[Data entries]
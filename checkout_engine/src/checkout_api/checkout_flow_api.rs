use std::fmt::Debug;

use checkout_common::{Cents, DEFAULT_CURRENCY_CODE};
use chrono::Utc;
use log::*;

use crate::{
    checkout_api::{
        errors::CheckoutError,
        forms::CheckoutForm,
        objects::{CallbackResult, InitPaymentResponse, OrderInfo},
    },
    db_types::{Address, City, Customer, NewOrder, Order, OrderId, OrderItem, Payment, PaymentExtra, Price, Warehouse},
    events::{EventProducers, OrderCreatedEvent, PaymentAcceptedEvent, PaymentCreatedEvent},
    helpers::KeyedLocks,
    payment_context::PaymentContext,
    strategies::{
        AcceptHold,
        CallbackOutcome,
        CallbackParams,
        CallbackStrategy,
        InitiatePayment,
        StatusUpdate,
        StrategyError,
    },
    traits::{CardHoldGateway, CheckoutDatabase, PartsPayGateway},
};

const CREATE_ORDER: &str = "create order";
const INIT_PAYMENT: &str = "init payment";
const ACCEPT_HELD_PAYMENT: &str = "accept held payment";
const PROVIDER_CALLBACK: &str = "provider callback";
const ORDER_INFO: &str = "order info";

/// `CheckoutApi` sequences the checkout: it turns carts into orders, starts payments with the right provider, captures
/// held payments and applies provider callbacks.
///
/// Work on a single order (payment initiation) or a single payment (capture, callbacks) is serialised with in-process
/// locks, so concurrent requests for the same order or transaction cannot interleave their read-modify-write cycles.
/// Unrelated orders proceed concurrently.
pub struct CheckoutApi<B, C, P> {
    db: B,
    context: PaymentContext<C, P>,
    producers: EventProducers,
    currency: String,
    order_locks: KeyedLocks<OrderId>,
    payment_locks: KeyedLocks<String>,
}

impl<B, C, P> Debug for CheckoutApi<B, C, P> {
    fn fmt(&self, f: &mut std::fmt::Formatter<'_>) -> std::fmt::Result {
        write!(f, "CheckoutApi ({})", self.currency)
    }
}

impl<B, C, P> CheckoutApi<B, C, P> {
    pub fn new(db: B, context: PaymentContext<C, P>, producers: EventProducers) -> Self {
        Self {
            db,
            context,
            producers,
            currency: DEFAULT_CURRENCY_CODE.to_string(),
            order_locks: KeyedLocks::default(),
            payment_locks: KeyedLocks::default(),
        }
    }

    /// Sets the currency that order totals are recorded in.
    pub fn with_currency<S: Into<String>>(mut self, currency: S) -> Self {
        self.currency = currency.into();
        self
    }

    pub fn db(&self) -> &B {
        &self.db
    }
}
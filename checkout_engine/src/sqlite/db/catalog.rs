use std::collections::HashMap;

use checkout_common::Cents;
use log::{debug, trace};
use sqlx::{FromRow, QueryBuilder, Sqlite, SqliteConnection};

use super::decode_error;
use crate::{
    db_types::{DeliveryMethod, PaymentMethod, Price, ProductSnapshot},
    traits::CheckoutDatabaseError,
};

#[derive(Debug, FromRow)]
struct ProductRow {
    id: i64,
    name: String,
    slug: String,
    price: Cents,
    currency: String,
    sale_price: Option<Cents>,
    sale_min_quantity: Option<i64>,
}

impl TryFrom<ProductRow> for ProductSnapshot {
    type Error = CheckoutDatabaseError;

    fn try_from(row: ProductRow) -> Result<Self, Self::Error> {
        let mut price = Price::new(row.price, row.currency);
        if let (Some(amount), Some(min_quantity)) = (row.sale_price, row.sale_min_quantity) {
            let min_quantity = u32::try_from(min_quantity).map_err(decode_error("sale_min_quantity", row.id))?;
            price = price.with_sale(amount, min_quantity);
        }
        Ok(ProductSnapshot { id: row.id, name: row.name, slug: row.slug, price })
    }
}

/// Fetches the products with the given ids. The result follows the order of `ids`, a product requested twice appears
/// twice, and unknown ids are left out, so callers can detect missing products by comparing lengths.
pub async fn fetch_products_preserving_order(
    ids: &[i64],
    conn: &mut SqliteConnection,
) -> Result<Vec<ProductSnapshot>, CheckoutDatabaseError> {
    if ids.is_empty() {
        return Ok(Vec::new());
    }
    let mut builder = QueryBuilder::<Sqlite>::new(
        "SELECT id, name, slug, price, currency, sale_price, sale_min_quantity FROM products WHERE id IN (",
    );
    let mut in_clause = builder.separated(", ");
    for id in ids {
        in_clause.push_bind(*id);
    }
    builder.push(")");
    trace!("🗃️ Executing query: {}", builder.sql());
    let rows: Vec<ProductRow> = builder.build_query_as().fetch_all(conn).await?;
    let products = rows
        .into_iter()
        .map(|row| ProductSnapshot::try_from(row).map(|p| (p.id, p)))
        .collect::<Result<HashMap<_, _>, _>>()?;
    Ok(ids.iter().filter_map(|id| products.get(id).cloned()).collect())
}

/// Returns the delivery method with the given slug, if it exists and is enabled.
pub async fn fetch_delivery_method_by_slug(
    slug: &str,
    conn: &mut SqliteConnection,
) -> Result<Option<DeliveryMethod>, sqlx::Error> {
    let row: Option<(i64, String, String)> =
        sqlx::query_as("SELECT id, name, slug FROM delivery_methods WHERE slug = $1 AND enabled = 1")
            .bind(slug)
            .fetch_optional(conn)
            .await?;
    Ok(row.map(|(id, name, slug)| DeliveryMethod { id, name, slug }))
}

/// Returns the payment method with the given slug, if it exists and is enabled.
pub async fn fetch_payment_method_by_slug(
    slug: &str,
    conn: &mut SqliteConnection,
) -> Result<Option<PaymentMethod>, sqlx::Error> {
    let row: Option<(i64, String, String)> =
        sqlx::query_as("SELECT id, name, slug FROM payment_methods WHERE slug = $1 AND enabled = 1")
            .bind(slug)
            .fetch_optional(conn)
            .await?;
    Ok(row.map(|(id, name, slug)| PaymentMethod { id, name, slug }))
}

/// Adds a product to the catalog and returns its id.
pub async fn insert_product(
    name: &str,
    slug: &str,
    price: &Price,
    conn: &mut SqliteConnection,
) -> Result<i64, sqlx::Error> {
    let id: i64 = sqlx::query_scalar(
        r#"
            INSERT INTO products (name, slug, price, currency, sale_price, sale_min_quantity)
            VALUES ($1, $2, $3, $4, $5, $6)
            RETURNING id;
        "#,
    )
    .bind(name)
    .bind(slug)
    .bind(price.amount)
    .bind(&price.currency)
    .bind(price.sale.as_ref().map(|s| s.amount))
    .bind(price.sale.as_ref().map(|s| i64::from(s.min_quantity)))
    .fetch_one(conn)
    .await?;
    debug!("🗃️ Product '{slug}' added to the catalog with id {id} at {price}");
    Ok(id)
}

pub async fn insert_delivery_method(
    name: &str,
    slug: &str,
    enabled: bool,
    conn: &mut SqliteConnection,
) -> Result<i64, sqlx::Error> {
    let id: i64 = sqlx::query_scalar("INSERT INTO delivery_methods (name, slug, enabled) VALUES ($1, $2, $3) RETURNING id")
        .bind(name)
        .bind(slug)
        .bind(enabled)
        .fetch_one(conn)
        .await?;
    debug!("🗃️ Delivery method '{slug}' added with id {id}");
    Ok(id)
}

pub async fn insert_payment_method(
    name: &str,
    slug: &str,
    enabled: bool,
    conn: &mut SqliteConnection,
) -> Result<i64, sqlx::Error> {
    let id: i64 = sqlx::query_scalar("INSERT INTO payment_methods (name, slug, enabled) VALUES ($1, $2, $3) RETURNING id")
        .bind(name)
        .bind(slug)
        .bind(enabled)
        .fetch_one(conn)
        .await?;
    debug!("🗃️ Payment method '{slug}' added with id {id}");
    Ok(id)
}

* Task to carry out: The lines above, from the first through the one containing "orders proceed concurrently.", must be restated word for word, with nothing added.

* Answer space:
filename checkout_engine/src/checkout_api/checkout_flow_api.rs
use std::fmt::Debug;

use checkout_common::{Cents, DEFAULT_CURRENCY_CODE};
use chrono::Utc;
use log::*;

use crate::{
    checkout_api::{
        errors::CheckoutError,
        forms::CheckoutForm,
        objects::{CallbackResult, InitPaymentResponse, OrderInfo},
    },
    db_types::{Address, City, Customer, NewOrder, Order, OrderId, OrderItem, Payment, PaymentExtra, Price, Warehouse},
    events::{EventProducers, OrderCreatedEvent, PaymentAcceptedEvent, PaymentCreatedEvent},
    helpers::KeyedLocks,
    payment_context::PaymentContext,
    strategies::{
        AcceptHold,
        CallbackOutcome,
        CallbackParams,
        CallbackStrategy,
        InitiatePayment,
        StatusUpdate,
        StrategyError,
    },
    traits::{CardHoldGateway, CheckoutDatabase, PartsPayGateway},
};

const CREATE_ORDER: &str = "create order";
const INIT_PAYMENT: &str = "init payment";
const ACCEPT_HELD_PAYMENT: &str = "accept held payment";
const PROVIDER_CALLBACK: &str = "provider callback";
const ORDER_INFO: &str = "order info";

/// `CheckoutApi` sequences the checkout: it turns carts into orders, starts payments with the right provider, captures
/// held payments and applies provider callbacks.
///
/// Work on a single order (payment initiation) or a single payment (capture, callbacks) is serialised with in-process
/// locks, so concurrent requests for the same order or transaction cannot interleave their read-modify-write cycles.
/// Unrelated orders proceed concurrently.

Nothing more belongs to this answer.